Which lines below include the string "ProjectDirs"? Please show each one.
##### Raw data #####
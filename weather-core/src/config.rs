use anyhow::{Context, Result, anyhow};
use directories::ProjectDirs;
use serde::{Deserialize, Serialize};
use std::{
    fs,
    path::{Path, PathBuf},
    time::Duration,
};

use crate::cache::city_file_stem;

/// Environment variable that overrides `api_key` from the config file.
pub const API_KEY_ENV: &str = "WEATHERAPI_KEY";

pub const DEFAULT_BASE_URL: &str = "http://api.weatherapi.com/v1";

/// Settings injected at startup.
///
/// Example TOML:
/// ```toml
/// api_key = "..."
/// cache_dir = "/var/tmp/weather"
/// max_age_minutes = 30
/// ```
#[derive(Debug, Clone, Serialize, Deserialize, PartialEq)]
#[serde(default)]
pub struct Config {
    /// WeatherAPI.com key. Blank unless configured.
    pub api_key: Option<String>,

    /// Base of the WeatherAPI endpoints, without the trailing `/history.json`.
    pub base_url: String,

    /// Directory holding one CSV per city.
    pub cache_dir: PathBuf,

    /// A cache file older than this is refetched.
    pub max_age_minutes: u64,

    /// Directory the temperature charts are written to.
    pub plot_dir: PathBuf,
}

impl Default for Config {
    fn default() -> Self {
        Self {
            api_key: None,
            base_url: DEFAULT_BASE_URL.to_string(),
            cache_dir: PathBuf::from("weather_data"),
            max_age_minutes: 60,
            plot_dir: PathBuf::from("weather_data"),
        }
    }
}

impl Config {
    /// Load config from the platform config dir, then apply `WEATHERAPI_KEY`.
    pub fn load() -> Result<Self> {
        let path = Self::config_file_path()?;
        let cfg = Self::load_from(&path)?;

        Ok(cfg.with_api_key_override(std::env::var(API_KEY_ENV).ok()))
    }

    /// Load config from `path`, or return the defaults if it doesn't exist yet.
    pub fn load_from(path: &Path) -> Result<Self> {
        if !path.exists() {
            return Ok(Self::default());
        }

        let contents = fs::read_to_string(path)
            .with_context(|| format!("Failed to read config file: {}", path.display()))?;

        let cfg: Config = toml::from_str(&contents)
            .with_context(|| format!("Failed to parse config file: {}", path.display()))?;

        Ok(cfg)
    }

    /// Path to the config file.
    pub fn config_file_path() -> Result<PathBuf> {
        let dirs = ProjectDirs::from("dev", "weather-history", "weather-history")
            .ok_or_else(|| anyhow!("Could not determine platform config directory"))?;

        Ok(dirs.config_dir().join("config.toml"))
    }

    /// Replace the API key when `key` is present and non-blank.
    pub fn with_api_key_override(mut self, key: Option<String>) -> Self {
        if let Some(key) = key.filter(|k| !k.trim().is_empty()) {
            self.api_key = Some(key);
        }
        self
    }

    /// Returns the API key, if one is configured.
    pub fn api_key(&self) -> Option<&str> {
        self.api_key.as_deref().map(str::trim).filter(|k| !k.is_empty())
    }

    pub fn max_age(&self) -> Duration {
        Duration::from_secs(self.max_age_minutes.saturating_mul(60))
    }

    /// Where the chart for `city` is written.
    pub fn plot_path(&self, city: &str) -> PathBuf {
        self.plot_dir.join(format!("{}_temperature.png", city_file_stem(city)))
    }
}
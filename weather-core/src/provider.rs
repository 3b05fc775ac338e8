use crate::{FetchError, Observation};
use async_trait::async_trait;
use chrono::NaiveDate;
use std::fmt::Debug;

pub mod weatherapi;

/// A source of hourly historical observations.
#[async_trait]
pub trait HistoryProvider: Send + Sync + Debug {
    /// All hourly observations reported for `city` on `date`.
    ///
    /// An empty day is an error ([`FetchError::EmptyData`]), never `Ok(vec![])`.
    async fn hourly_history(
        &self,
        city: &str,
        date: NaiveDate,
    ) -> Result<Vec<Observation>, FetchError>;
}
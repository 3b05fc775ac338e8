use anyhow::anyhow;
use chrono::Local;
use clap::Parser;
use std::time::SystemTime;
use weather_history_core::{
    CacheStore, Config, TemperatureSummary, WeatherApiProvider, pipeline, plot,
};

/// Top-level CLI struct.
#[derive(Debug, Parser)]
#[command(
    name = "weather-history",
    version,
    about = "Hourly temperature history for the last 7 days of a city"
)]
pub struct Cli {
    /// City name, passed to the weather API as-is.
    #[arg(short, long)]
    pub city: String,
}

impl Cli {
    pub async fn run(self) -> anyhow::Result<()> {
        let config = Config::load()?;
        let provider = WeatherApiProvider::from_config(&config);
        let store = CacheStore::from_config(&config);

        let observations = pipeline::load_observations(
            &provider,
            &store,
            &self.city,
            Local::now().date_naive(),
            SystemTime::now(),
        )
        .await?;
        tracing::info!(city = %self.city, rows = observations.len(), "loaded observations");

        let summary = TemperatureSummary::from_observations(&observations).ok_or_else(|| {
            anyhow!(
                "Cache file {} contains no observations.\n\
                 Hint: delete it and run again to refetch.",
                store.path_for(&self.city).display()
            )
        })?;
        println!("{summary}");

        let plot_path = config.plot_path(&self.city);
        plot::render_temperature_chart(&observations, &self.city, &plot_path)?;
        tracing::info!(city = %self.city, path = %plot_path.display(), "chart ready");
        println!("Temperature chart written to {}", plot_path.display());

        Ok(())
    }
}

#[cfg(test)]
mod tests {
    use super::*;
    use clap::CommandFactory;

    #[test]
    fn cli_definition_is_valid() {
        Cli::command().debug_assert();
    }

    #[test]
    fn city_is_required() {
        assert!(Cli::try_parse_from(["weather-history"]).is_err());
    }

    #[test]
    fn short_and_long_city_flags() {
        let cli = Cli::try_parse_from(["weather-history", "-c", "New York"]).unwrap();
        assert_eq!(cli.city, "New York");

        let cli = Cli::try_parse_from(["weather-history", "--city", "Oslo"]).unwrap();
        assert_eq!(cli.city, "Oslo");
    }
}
#####
## Output of the exercise
use directories::ProjectDirs;
        let dirs = ProjectDirs::from("dev", "weather-history", "weather-history")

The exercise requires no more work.